**AIM OF THE TASK**
All of the data should be restated word for word.

**RECORD EXTRACTS**
//! Transport contract.
//!
//! A [`Transport`] performs the actual HTTP exchange. The core only consumes
//! this contract: it hands over a [`Request`] and receives either a
//! [`Response`] or a [`TransportError`].
//!
//! Implement [`Transport`] to plug in a different network stack, or to
//! substitute a deterministic fake in tests.

use std::collections::HashMap;
use std::future::Future;

use bytes::Bytes;
use derive_more::{Display, Error};
use url::Url;

// ============================================================================
// Transport Trait
// ============================================================================

/// Core transport trait.
///
/// Implementations are reusable handles shared by every request of a
/// client, so they must be `Send + Sync`. Connection pooling, if any, lives
/// behind this trait.
pub trait Transport: Send + Sync {
    /// Perform a GET exchange.
    ///
    /// # Errors
    ///
    /// Returns a [`TransportError`] when no response could be obtained:
    /// connection refused, timeout, DNS or TLS failure, connection lost.
    fn execute(
        &self,
        request: Request,
    ) -> impl Future<Output = Result<Response, TransportError>> + Send;
}

impl<T: Transport> Transport for std::sync::Arc<T> {
    fn execute(
        &self,
        request: Request,
    ) -> impl Future<Output = Result<Response, TransportError>> + Send {
        T::execute(self, request)
    }
}

// ============================================================================
// Request
// ============================================================================

/// A GET request: target URL and headers.
#[derive(Debug, Clone, PartialEq, Eq)]
pub struct Request {
    url: Url,
    headers: HashMap<String, String>,
}

impl Request {
    /// Creates a request for `url` with no headers.
    #[must_use]
    pub fn get(url: Url) -> Self {
        Self {
            url,
            headers: HashMap::new(),
        }
    }

    /// Sets a header.
    #[must_use]
    pub fn header(mut self, name: impl Into<String>, value: impl Into<String>) -> Self {
        self.headers.insert(name.into(), value.into());
        self
    }

    /// Sets multiple headers.
    #[must_use]
    pub fn headers(mut self, headers: impl IntoIterator<Item = (String, String)>) -> Self {
        self.headers.extend(headers);
        self
    }

    /// HTTP method, always `GET`.
    #[must_use]
    pub const fn method(&self) -> http::Method {
        http::Method::GET
    }

    /// Request URL.
    #[must_use]
    pub const fn url(&self) -> &Url {
        &self.url
    }

    /// Request headers.
    #[must_use]
    pub const fn header_map(&self) -> &HashMap<String, String> {
        &self.headers
    }

    /// Single header value by name, ignoring ASCII case.
    #[must_use]
    pub fn header_value(&self, name: &str) -> Option<&str> {
        self.headers
            .iter()
            .find(|(key, _)| key.eq_ignore_ascii_case(name))
            .map(|(_, value)| value.as_str())
    }

    /// Mutable access to headers.
    #[must_use]
    pub fn headers_mut(&mut self) -> &mut HashMap<String, String> {
        &mut self.headers
    }

    /// Consume into (url, headers).
    #[must_use]
    pub fn into_parts(self) -> (Url, HashMap<String, String>) {
        (self.url, self.headers)
    }
}

// ============================================================================
// Response
// ============================================================================

/// What a transport received.
///
/// `status` is `None` when the exchange produced something that is not an
/// HTTP response (no status line).
#[derive(Debug, Clone, PartialEq, Eq)]
pub struct Response {
    status: Option<u16>,
    headers: HashMap<String, String>,
    body: Bytes,
}

impl Response {
    /// Creates an HTTP response.
    #[must_use]
    pub fn new(status: u16, headers: HashMap<String, String>, body: Bytes) -> Self {
        Self {
            status: Some(status),
            headers,
            body,
        }
    }

    /// Creates a response that carries no HTTP status.
    #[must_use]
    pub fn non_http(body: Bytes) -> Self {
        Self {
            status: None,
            headers: HashMap::new(),
            body,
        }
    }

    /// HTTP status code, if this is an HTTP response.
    #[must_use]
    pub const fn status(&self) -> Option<u16> {
        self.status
    }

    /// Response headers.
    #[must_use]
    pub const fn headers(&self) -> &HashMap<String, String> {
        &self.headers
    }

    /// Single header value by name, ignoring ASCII case.
    #[must_use]
    pub fn header(&self, name: &str) -> Option<&str> {
        self.headers.get(name).map(String::as_str)
    }

    /// Response body.
    #[must_use]
    pub const fn body(&self) -> &Bytes {
        &self.body
    }

    /// Consume into body.
    #[must_use]
    pub fn into_body(self) -> Bytes {
        self.body
    }
}

// ============================================================================
// Transport Errors
// ============================================================================

/// Native failure categories with their error codes.
///
/// The codes are stable and match the values widely used by platform URL
/// loading stacks, so callers that already switch on them keep working.
#[derive(Debug, Clone, Copy, PartialEq, Eq, Hash)]
pub enum FailureKind {
    /// The request target could not be handed to the network stack.
    BadUrl,
    /// No response arrived within the configured timeout.
    TimedOut,
    /// The host name did not resolve.
    CannotFindHost,
    /// The host refused or could not accept the connection.
    CannotConnectToHost,
    /// The connection dropped mid-exchange.
    NetworkConnectionLost,
    /// TLS negotiation failed.
    SecureConnectionFailed,
}

impl FailureKind {
    /// Native error code.
    #[must_use]
    pub const fn code(self) -> i64 {
        match self {
            Self::BadUrl => -1000,
            Self::TimedOut => -1001,
            Self::CannotFindHost => -1003,
            Self::CannotConnectToHost => -1004,
            Self::NetworkConnectionLost => -1005,
            Self::SecureConnectionFailed => -1200,
        }
    }

    /// Short lower-case summary.
    #[must_use]
    pub const fn summary(self) -> &'static str {
        match self {
            Self::BadUrl => "bad URL",
            Self::TimedOut => "request timed out",
            Self::CannotFindHost => "cannot find host",
            Self::CannotConnectToHost => "cannot connect to host",
            Self::NetworkConnectionLost => "network connection lost",
            Self::SecureConnectionFailed => "secure connection failed",
        }
    }

    /// Full human-readable description.
    #[must_use]
    pub fn description(self) -> String {
        format!(
            "The operation couldn't be completed. (courier error {}: {}.)",
            self.code(),
            self.summary()
        )
    }
}

/// Failure reported by a [`Transport`].
#[derive(Debug, Clone, PartialEq, Eq, Display, Error)]
pub enum TransportError {
    /// Failure with a native error code.
    #[display("transport error {code}: {description}")]
    Native {
        /// Native error code.
        code: i64,
        /// Human-readable description.
        description: String,
    },

    /// Failure the transport could not classify.
    #[display("unclassified transport error: {_0}")]
    Unclassified(#[error(not(source))] String),
}

impl TransportError {
    /// Create a failure with a native code and description.
    #[must_use]
    pub fn native(code: i64, description: impl Into<String>) -> Self {
        Self::Native {
            code,
            description: description.into(),
        }
    }

    /// Create an unclassified failure.
    #[must_use]
    pub fn unclassified(message: impl Into<String>) -> Self {
        Self::Unclassified(message.into())
    }

    /// Returns the native code, if classified.
    #[must_use]
    pub const fn code(&self) -> Option<i64> {
        match self {
            Self::Native { code, .. } => Some(*code),
            Self::Unclassified(_) => None,
        }
    }
}

impl From<FailureKind> for TransportError {
    fn from(kind: FailureKind) -> Self {
        Self::native(kind.code(), kind.description())
    }
}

**EXPECTED OUTPUT**
//! Transport contract.
//!
//! A [`Transport`] performs the actual HTTP exchange. The core only consumes
//! this contract: it hands over a [`Request`] and receives either a
//! [`Response`] or a [`TransportError`].
//!
//! Implement [`Transport`] to plug in a different network stack, or to
//! substitute a deterministic fake in tests.

use std::collections::HashMap;
use std::future::Future;

use bytes::Bytes;
use derive_more::{Display, Error};
use url::Url;

// ============================================================================
// Transport Trait
// ============================================================================

/// Core transport trait.
///
/// Implementations are reusable handles shared by every request of a
/// client, so they must be `Send + Sync`. Connection pooling, if any, lives
/// behind this trait.
pub trait Transport: Send + Sync {
    /// Perform a GET exchange.
    ///
    /// # Errors
    ///
    /// Returns a [`TransportError`] when no response could be obtained:
    /// connection refused, timeout, DNS or TLS failure, connection lost.
    fn execute(
        &self,
        request: Request,
    ) -> impl Future<Output = Result<Response, TransportError>> + Send;
}

impl<T: Transport> Transport for std::sync::Arc<T> {
    fn execute(
        &self,
        request: Request,
    ) -> impl Future<Output = Result<Response, TransportError>> + Send {
        T::execute(self, request)
    }
}

// ============================================================================
// Request
// ============================================================================

/// A GET request: target URL and headers.
#[derive(Debug, Clone, PartialEq, Eq)]
pub struct Request {
    url: Url,
    headers: HashMap<String, String>,
}

impl Request {
    /// Creates a request for `url` with no headers.
    #[must_use]
    pub fn get(url: Url) -> Self {
        Self {
            url,
            headers: HashMap::new(),
        }
    }

    /// Sets a header.
    #[must_use]
    pub fn header(mut self, name: impl Into<String>, value: impl Into<String>) -> Self {
        self.headers.insert(name.into(), value.into());
        self
    }

    /// Sets multiple headers.
    #[must_use]
    pub fn headers(mut self, headers: impl IntoIterator<Item = (String, String)>) -> Self {
        self.headers.extend(headers);
        self
    }

    /// HTTP method, always `GET`.
    #[must_use]
    pub const fn method(&self) -> http::Method {
        http::Method::GET
    }

    /// Request URL.
    #[must_use]
    pub const fn url(&self) -> &Url {
        &self.url
    }

    /// Request headers.
    #[must_use]
    pub const fn header_map(&self) -> &HashMap<String, String> {
        &self.headers
    }

    /// Single header value by name, ignoring ASCII case.
    #[must_use]
    pub fn header_value(&self, name: &str) -> Option<&str> {
        self.headers
            .iter()
            .find(|(key, _)| key.eq_ignore_ascii_case(name))
            .map(|(_, value)| value.as_str())
    }

    /// Mutable access to headers.
    #[must_use]
    pub fn headers_mut(&mut self) -> &mut HashMap<String, String> {
        &mut self.headers
    }

    /// Consume into (url, headers).
    #[must_use]
    pub fn into_parts(self) -> (Url, HashMap<String, String>) {
        (self.url, self.headers)
    }
}

// ============================================================================
// Response
// ============================================================================

/// What a transport received.
///
/// `status` is `None` when the exchange produced something that is not an
/// HTTP response (no status line).
#[derive(Debug, Clone, PartialEq, Eq)]
pub struct Response {
    status: Option<u16>,
    headers: HashMap<String, String>,
    body: Bytes,
}

impl Response {
    /// Creates an HTTP response.
    #[must_use]
    pub fn new(status: u16, headers: HashMap<String, String>, body: Bytes) -> Self {
        Self {
            status: Some(status),
            headers,
            body,
        }
    }

    /// Creates a response that carries no HTTP status.
    #[must_use]
    pub fn non_http(body: Bytes) -> Self {
        Self {
            status: None,
            headers: HashMap::new(),
            body,
        }
    }

    /// HTTP status code, if this is an HTTP response.
    #[must_use]
    pub const fn status(&self) -> Option<u16> {
        self.status
    }

    /// Response headers.
    #[must_use]
    pub const fn headers(&self) -> &HashMap<String, String> {
        &self.headers
    }

    /// Single header value by name, ignoring ASCII case.
    #[must_use]
    pub fn header(&self, name: &str) -> Option<&str> {
        self.headers.get(name).map(String::as_str)
    }

    /// Response body.
    #[must_use]
    pub const fn body(&self) -> &Bytes {
        &self.body
    }

    /// Consume into body.
    #[must_use]
    pub fn into_body(self) -> Bytes {
        self.body
    }
}

// ============================================================================
// Transport Errors
// ============================================================================

/// Native failure categories with their error codes.
///
/// The codes are stable and match the values widely used by platform URL
/// loading stacks, so callers that already switch on them keep working.
#[derive(Debug, Clone, Copy, PartialEq, Eq, Hash)]
pub enum FailureKind {
    /// The request target could not be handed to the network stack.
    BadUrl,
    /// No response arrived within the configured timeout.
    TimedOut,
    /// The host name did not resolve.
    CannotFindHost,
    /// The host refused or could not accept the connection.
    CannotConnectToHost,
    /// The connection dropped mid-exchange.
    NetworkConnectionLost,
    /// TLS negotiation failed.
    SecureConnectionFailed,
}

impl FailureKind {
    /// Native error code.
    #[must_use]
    pub const fn code(self) -> i64 {
        match self {
            Self::BadUrl => -1000,
            Self::TimedOut => -1001,
            Self::CannotFindHost => -1003,
            Self::CannotConnectToHost => -1004,
            Self::NetworkConnectionLost => -1005,
            Self::SecureConnectionFailed => -1200,
        }
    }

    /// Short lower-case summary.
    #[must_use]
    pub const fn summary(self) -> &'static str {
        match self {
            Self::BadUrl => "bad URL",
            Self::TimedOut => "request timed out",
            Self::CannotFindHost => "cannot find host",
            Self::CannotConnectToHost => "cannot connect to host",
            Self::NetworkConnectionLost => "network connection lost",
            Self::SecureConnectionFailed => "secure connection failed",
        }
    }

    /// Full human-readable description.
    #[must_use]
    pub fn description(self) -> String {
        format!(
            "The operation couldn't be completed. (courier error {}: {}.)",
            self.code(),
            self.summary()
        )
    }
}

/// Failure reported by a [`Transport`].
#[derive(Debug, Clone, PartialEq, Eq, Display, Error)]
pub enum TransportError {
    /// Failure with a native error code.
    #[display("transport error {code}: {description}")]
    Native {
        /// Native error code.
        code: i64,
        /// Human-readable description.
        description: String,
    },

    /// Failure the transport could not classify.
    #[display("unclassified transport error: {_0}")]
    Unclassified(#[error(not(source))] String),
}

impl TransportError {
    /// Create a failure with a native code and description.
    #[must_use]
    pub fn native(code: i64, description: impl Into<String>) -> Self {
        Self::Native {
            code,
            description: description.into(),
        }
    }

    /// Create an unclassified failure.
    #[must_use]
    pub fn unclassified(message: impl Into<String>) -> Self {
        Self::Unclassified(message.into())
    }

    /// Returns the native code, if classified.
    #[must_use]
    pub const fn code(&self) -> Option<i64> {
        match self {
            Self::Native { code, .. } => Some(*code),
            Self::Unclassified(_) => None,
        }
    }
}

impl From<FailureKind> for TransportError {
    fn from(kind: FailureKind) -> Self {
        Self::native(kind.code(), kind.description())
    }
}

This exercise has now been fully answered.